Вахис бросился к ногам Раутгунды.
– О госпожа, – вскричал он, растроганный, – верная, добрая госпожа!
– Но говори же, что сказал мой сын? – спросил Дромон.
– Через два дня, ночью, он будет на страже у пролома в стене подле башни Аэция, – ответил Вахис.
– Хвала всем святым! – с облегчением вскричал Дромон. – Мы спасем его. А я боялся…
– Что? Говори, я все могу знать! – решительно сказала Раутгунда.
– Да, я думаю, что действительно лучше сказать тебе. Ты гораздо умнее и находчивее нас обоих, и лучше придумаешь, как спасти его. Префект замышляет против него что-то дурное. Он каждый день сам приходит в его подземелье и долго сидит с королем. Он чего-то требует у него и грозит. Я часто подслушиваю у двери. Но господин никогда ни слова ему не отвечает. Сегодня префект вышел от него злее, чем прежде, и спросил меня, в порядке ли орудия пытки…

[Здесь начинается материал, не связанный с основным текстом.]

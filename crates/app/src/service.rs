use std::sync::Arc;

use base64::{engine::general_purpose::URL_SAFE_NO_PAD, Engine as _};
use chrono::{DateTime, Utc};
use metrics::counter;
use rand::{rngs::OsRng, RngCore};
use thiserror::Error;
use tracing::{info, warn};

use onboard_core::{
    AcceptInvitationForm, FieldErrors, Group, Invitation, MessageKey, Messages, Role, User,
};
use onboard_storage::{
    Database, InvitationError, MembershipError, NewInvitation, NewMembership, NewUser, UserError,
};

use crate::auth::{hash_password, PasswordError};

const TOKEN_BYTES: usize = 32;
const TOKEN_ATTEMPTS: usize = 3;

type Clock = Arc<dyn Fn() -> DateTime<Utc> + Send + Sync>;
type TokenSource = Arc<dyn Fn() -> String + Send + Sync>;

/// Creates invitations in bulk and turns accepted invitations into accounts.
#[derive(Clone)]
pub struct InvitationService {
    database: Database,
    clock: Clock,
    tokens: TokenSource,
}

impl InvitationService {
    pub fn new(database: Database, clock: Clock) -> Self {
        Self {
            database,
            clock,
            tokens: Arc::new(generate_token),
        }
    }

    #[cfg(test)]
    pub fn with_token_source(mut self, tokens: TokenSource) -> Self {
        self.tokens = tokens;
        self
    }

    fn now(&self) -> DateTime<Utc> {
        (self.clock)()
    }

    /// Persists one pending invitation per address, all or nothing.
    ///
    /// Addresses are used as given: duplicates produce separate invitations.
    pub async fn bulk_invite(
        &self,
        group: &Group,
        inviter: &User,
        emails: &[String],
    ) -> Result<Vec<Invitation>, InviteError> {
        let repo = self.database.invitations();
        let created_at = self.now();
        let mut tx = self.database.begin().await?;
        let mut created = Vec::with_capacity(emails.len());

        for email in emails {
            let mut attempt = 0;
            let invitation = loop {
                attempt += 1;
                let token = (self.tokens)();
                let record = NewInvitation {
                    group_id: group.id,
                    invited_by_id: inviter.id,
                    email,
                    token: &token,
                    created_at,
                };
                match repo.insert(&mut tx, &record).await {
                    Ok(invitation) => break invitation,
                    Err(InvitationError::DuplicateToken) if attempt < TOKEN_ATTEMPTS => {
                        warn!(stage = "invite", attempt, "invitation token collided, regenerating");
                    }
                    Err(InvitationError::DuplicateToken) => return Err(InviteError::TokenExhausted),
                    Err(err) => return Err(err.into()),
                }
            };
            created.push(invitation);
        }

        tx.commit().await?;
        counter!("invitations_created_total").increment(created.len() as u64);
        info!(
            stage = "invite",
            group_id = group.id,
            inviter_id = inviter.id,
            count = created.len(),
            "invitations created"
        );
        Ok(created)
    }

    /// Creates the account described by `form` and joins it to the invitation's group.
    ///
    /// Field problems are collected into [`AcceptError::Invalid`]; in that case
    /// nothing is written and the invitation stays pending.
    pub async fn accept(
        &self,
        invitation: &Invitation,
        form: AcceptInvitationForm,
        messages: Messages,
    ) -> Result<User, AcceptError> {
        let checked = form.check();
        let mut errors = match &checked {
            Ok(_) => FieldErrors::default(),
            Err(errors) => errors.clone(),
        };
        if !invitation.is_pending() {
            errors.add("token", messages.t(MessageKey::InvitationAlreadyAccepted));
        }

        let users = self.database.users();
        if let Ok(account) = &checked {
            if users.username_exists(&account.username).await? {
                errors.add("username", messages.t(MessageKey::UsernameTaken));
            }
        }
        if users.email_exists(&invitation.email).await? {
            errors.add("email", messages.t(MessageKey::EmailTaken));
        }

        let account = match checked {
            Ok(account) if errors.is_empty() => account,
            _ => return Err(AcceptError::Invalid(errors)),
        };

        let password_digest = hash_password(account.password).await?;
        let now = self.now();
        let mut tx = self.database.begin().await?;

        let user = users
            .insert(
                &mut tx,
                &NewUser {
                    email: &invitation.email,
                    first_name: &account.first_name,
                    last_name: &account.last_name,
                    username: &account.username,
                    password_digest: &password_digest,
                    created_at: now,
                },
            )
            .await
            .map_err(|err| match err {
                UserError::UsernameTaken => AcceptError::Invalid(FieldErrors::single(
                    "username",
                    messages.t(MessageKey::UsernameTaken),
                )),
                UserError::EmailTaken => AcceptError::Invalid(FieldErrors::single(
                    "email",
                    messages.t(MessageKey::EmailTaken),
                )),
                other => AcceptError::User(other),
            })?;

        self.database
            .invitations()
            .mark_accepted(&mut tx, invitation.id, now)
            .await
            .map_err(|err| match err {
                InvitationError::AlreadyAccepted => AcceptError::Invalid(FieldErrors::single(
                    "token",
                    messages.t(MessageKey::InvitationAlreadyAccepted),
                )),
                other => AcceptError::Invitation(other),
            })?;

        self.database
            .memberships()
            .insert(
                &mut tx,
                &NewMembership {
                    user_id: user.id,
                    group_id: invitation.group_id,
                    role: Role::Member,
                    created_at: now,
                },
            )
            .await
            .map_err(|err| match err {
                MembershipError::AlreadyMember => AcceptError::AlreadyMember,
                other => AcceptError::Membership(other),
            })?;

        tx.commit().await?;
        counter!("invitations_accepted_total").increment(1);
        info!(
            stage = "accept",
            invitation_id = invitation.id,
            group_id = invitation.group_id,
            user_id = user.id,
            "invitation accepted"
        );
        Ok(user)
    }
}

/// 32 random bytes rendered as URL-safe base64 without padding.
pub fn generate_token() -> String {
    let mut bytes = [0u8; TOKEN_BYTES];
    OsRng.fill_bytes(&mut bytes);
    URL_SAFE_NO_PAD.encode(bytes)
}

#[derive(Debug, Error)]
pub enum InviteError {
    #[error("could not generate a unique invitation token")]
    TokenExhausted,
    #[error("invitation error: {0}")]
    Invitation(#[from] InvitationError),
    #[error("database error: {0}")]
    Database(#[from] sqlx::Error),
}

#[derive(Debug, Error)]
pub enum AcceptError {
    #[error("account fields are invalid")]
    Invalid(FieldErrors),
    #[error("user is already a member of the group")]
    AlreadyMember,
    #[error("user error: {0}")]
    User(#[from] UserError),
    #[error("invitation error: {0}")]
    Invitation(InvitationError),
    #[error("membership error: {0}")]
    Membership(MembershipError),
    #[error(transparent)]
    Password(#[from] PasswordError),
    #[error("database error: {0}")]
    Database(#[from] sqlx::Error),
}
use validator::ValidateEmail;

/// Upper bound on invitations created from a single bulk request.
pub const MAX_BULK_INVITATIONS: usize = 100;

/// Returns `true` when the candidate is a syntactically valid email address.
pub fn is_valid_email(candidate: &str) -> bool {
    candidate.to_string().validate_email()
}

/// Extracts the valid addresses from a comma separated list.
///
/// Entries are trimmed before validation, invalid entries are dropped, and
/// only the first [`MAX_BULK_INVITATIONS`] valid entries are kept. Order and
/// duplicates are preserved.
pub fn extract_emails(raw: &str) -> Vec<String> {
    raw.split(',')
        .map(str::trim)
        .filter(|candidate| is_valid_email(candidate))
        .take(MAX_BULK_INVITATIONS)
        .map(str::to_string)
        .collect()
}

#[cfg(test)]
mod tests {
    use super::*;

    #[test]
    fn keeps_valid_entries_in_order() {
        let emails = extract_emails("a@x.com, not-an-email, b@y.com");
        assert_eq!(emails, vec!["a@x.com".to_string(), "b@y.com".to_string()]);
    }

    #[test]
    fn rejects_garbage() {
        assert!(extract_emails("").is_empty());
        assert!(extract_emails(" , ,").is_empty());
        assert!(extract_emails("nobody, @x.com, a@, a b@x.com").is_empty());
    }

    #[test]
    fn preserves_duplicates() {
        let emails = extract_emails("a@x.com,a@x.com");
        assert_eq!(emails.len(), 2);
    }

    #[test]
    fn caps_at_one_hundred_valid_entries() {
        let raw = (0..250)
            .map(|i| {
                if i % 2 == 0 {
                    format!("user{i}@example.com")
                } else {
                    format!("invalid-{i}")
                }
            })
            .collect::<Vec<_>>()
            .join(",");

        let emails = extract_emails(&raw);
        assert_eq!(emails.len(), MAX_BULK_INVITATIONS);
        assert_eq!(emails.first().map(String::as_str), Some("user0@example.com"));
        assert_eq!(emails.last().map(String::as_str), Some("user198@example.com"));
        assert!(emails.iter().all(|email| is_valid_email(email)));
    }
}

Раутгунда побледнела, но не сказала ни слова.
– Не пугайся, госпожа. Несколько дней он еще в безопасности, потому что эти ужасные орудия, по его же просьбе, уничтожены еще при Теодорихе. Меня самого приговорили тогда к пытке, и добрый король – тогда он был просто граф Витихис – просил за меня, и меня освободили. Я обязан ему жизнью и целостью своих членов. Вот почему я рад теперь положить свою жизнь за него. Орудия пытки приказали уничтожить, и я сам бросил их в море. Там они и лежат теперь. Я объяснил это префекту. Конечно, если он захочет, то найдет способ погубить его. Если только мой сын будет через два дня стоять на страже у пролома стены, то мы спасем его. В ту ночь я отомкну его цепи, наброшу на него свой плащ и выведу его во двор. У ворот его спросят пароль, который я сообщу ему, и стража пропустит его. Он пройдет к пролому, где сын мой пропустит его, а в нескольких шагах от стены – густой лес. На опушке Вахис будет ждать его с Валладой. Пусть садится на коня и скачет во всю прыть. Пусть едет один. Никто их вас, даже ты, Раутгунда, не должен сопровождать его. Он вернее всего спасется один.